# Input material
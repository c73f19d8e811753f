use chrono::{Days, NaiveDate, Utc};
use serde::{Deserialize, Serialize};

use crate::baseline::StopsBucket;
use crate::error::FareError;

pub const MAX_DAYS_AHEAD: u64 = 330;
pub const MAX_TRAVELERS: u32 = 9;
pub const MAX_TRIP_DURATION_DAYS: u32 = 30;

#[derive(Debug, Clone, Copy, PartialEq, Eq, Default, Serialize, Deserialize)]
#[serde(rename_all = "snake_case")]
pub enum Cabin {
    #[default]
    Economy,
    PremiumEconomy,
    Business,
    First,
}

impl Cabin {
    pub fn from_str_loose(s: &str) -> Result<Self, FareError> {
        match s.to_ascii_lowercase().replace('-', "_").as_str() {
            "economy" => Ok(Self::Economy),
            "premium_economy" => Ok(Self::PremiumEconomy),
            "business" => Ok(Self::Business),
            "first" => Ok(Self::First),
            _ => Err(FareError::Validation(format!("invalid cabin class: {s}"))),
        }
    }

    pub fn provider_code(self) -> &'static str {
        match self {
            Self::Economy => "ECONOMY",
            Self::PremiumEconomy => "PREMIUM_ECONOMY",
            Self::Business => "BUSINESS",
            Self::First => "FIRST",
        }
    }
}

#[derive(Debug, Clone, Copy, PartialEq, Eq, Default, Serialize, Deserialize)]
#[serde(rename_all = "lowercase")]
pub enum SortBy {
    #[default]
    Score,
    Price,
    Duration,
}

impl SortBy {
    pub fn from_str_loose(s: &str) -> Result<Self, FareError> {
        match s.to_ascii_lowercase().as_str() {
            "score" => Ok(Self::Score),
            "price" => Ok(Self::Price),
            "duration" => Ok(Self::Duration),
            _ => Err(FareError::Validation(format!(
                "invalid sort order: {s} (expected score, price or duration)"
            ))),
        }
    }
}

#[derive(Debug, Clone, PartialEq, Serialize, Deserialize)]
#[serde(rename_all = "camelCase")]
pub struct SearchParams {
    pub round_trip: bool,
    pub from: String,
    pub to: String,
    pub depart_date: String,
    pub return_date: Option<String>,
    pub travelers: u32,
    pub cabin: Cabin,
    pub max_stops: StopsBucket,
    /// Trip length range in days, `(min, max)`.
    pub duration_days: Option<(u32, u32)>,
    pub page: u32,
    pub per_page: u32,
    pub sort_by: SortBy,
}

impl Default for SearchParams {
    fn default() -> Self {
        Self {
            round_trip: false,
            from: String::new(),
            to: String::new(),
            depart_date: String::new(),
            return_date: None,
            travelers: 1,
            cabin: Cabin::Economy,
            max_stops: StopsBucket::Any,
            duration_days: None,
            page: 1,
            per_page: 20,
            sort_by: SortBy::Score,
        }
    }
}

pub fn validate_airport(code: &str) -> Result<(), FareError> {
    if code.len() != 3 || !code.chars().all(|c| c.is_ascii_uppercase()) {
        return Err(FareError::InvalidAirport(code.to_string()));
    }
    Ok(())
}

/// Parses a `MIN,MAX` trip length range such as `3,10`.
pub fn parse_duration_days(s: &str) -> Result<(u32, u32), FareError> {
    let invalid = || FareError::Validation(format!("invalid duration days: {s} (expected MIN,MAX)"));
    let (min, max) = s.split_once(',').ok_or_else(invalid)?;
    let min = min.trim().parse::<u32>().map_err(|_| invalid())?;
    let max = max.trim().parse::<u32>().map_err(|_| invalid())?;
    Ok((min, max))
}

fn validate_date(date: &str, today: NaiveDate) -> Result<(), FareError> {
    let parsed = NaiveDate::parse_from_str(date, "%Y-%m-%d")
        .map_err(|_| FareError::InvalidDate(date.to_string()))?;
    let latest = today
        .checked_add_days(Days::new(MAX_DAYS_AHEAD))
        .unwrap_or(NaiveDate::MAX);

    if parsed < today || parsed > latest {
        return Err(FareError::InvalidDate(date.to_string()));
    }
    Ok(())
}

/// The part of a search the provider sees. Pagination and ordering are
/// applied after scoring, so they stay out of the cache key.
#[derive(Debug, Serialize)]
#[serde(rename_all = "camelCase")]
pub struct ProviderQuery<'a> {
    pub round_trip: bool,
    pub from: &'a str,
    pub to: &'a str,
    pub depart_date: &'a str,
    pub return_date: Option<&'a str>,
    pub travelers: u32,
    pub cabin: Cabin,
    pub max_stops: StopsBucket,
    pub duration_days: Option<(u32, u32)>,
}

impl SearchParams {
    pub fn provider_query(&self) -> ProviderQuery<'_> {
        ProviderQuery {
            round_trip: self.round_trip,
            from: &self.from,
            to: &self.to,
            depart_date: &self.depart_date,
            return_date: self.return_date.as_deref(),
            travelers: self.travelers,
            cabin: self.cabin,
            max_stops: self.max_stops,
            duration_days: self.duration_days,
        }
    }

    pub fn validate(&self) -> Result<(), FareError> {
        self.validate_at(Utc::now().date_naive())
    }

    pub fn validate_at(&self, today: NaiveDate) -> Result<(), FareError> {
        validate_airport(&self.from)?;
        validate_airport(&self.to)?;
        validate_date(&self.depart_date, today)?;

        match (&self.return_date, self.round_trip) {
            (Some(ret), _) => validate_date(ret, today)?,
            (None, true) => {
                return Err(FareError::Validation(
                    "a return date is required for round-trip searches".into(),
                ))
            }
            (None, false) => {}
        }

        if self.travelers == 0 || self.travelers > MAX_TRAVELERS {
            return Err(FareError::Validation(format!(
                "travelers ({}) must be between 1 and {MAX_TRAVELERS}",
                self.travelers
            )));
        }

        if let Some((min, max)) = self.duration_days {
            if min < 1 || max > MAX_TRIP_DURATION_DAYS {
                return Err(FareError::Validation(format!(
                    "duration days ({min},{max}) must start at 1 or more and end at \
                     {MAX_TRIP_DURATION_DAYS} or less"
                )));
            }
        }

        if self.page == 0 {
            return Err(FareError::Validation("page starts at 1".into()));
        }

        if !(10..=50).contains(&self.per_page) {
            return Err(FareError::Validation(format!(
                "per page ({}) must be between 10 and 50",
                self.per_page
            )));
        }

        Ok(())
    }
}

# Problem requirements
Retype the portion of the data above that starts on the line with "match (&self.return_date, self.round_trip)" and finishes on the line with "if self.travelers == 0", including both of those lines.

# Written answer
        match (&self.return_date, self.round_trip) {
            (Some(ret), _) => validate_date(ret, today)?,
            (None, true) => {
                return Err(FareError::Validation(
                    "a return date is required for round-trip searches".into(),
                ))
            }
            (None, false) => {}
        }

        if self.travelers == 0 || self.travelers > MAX_TRAVELERS {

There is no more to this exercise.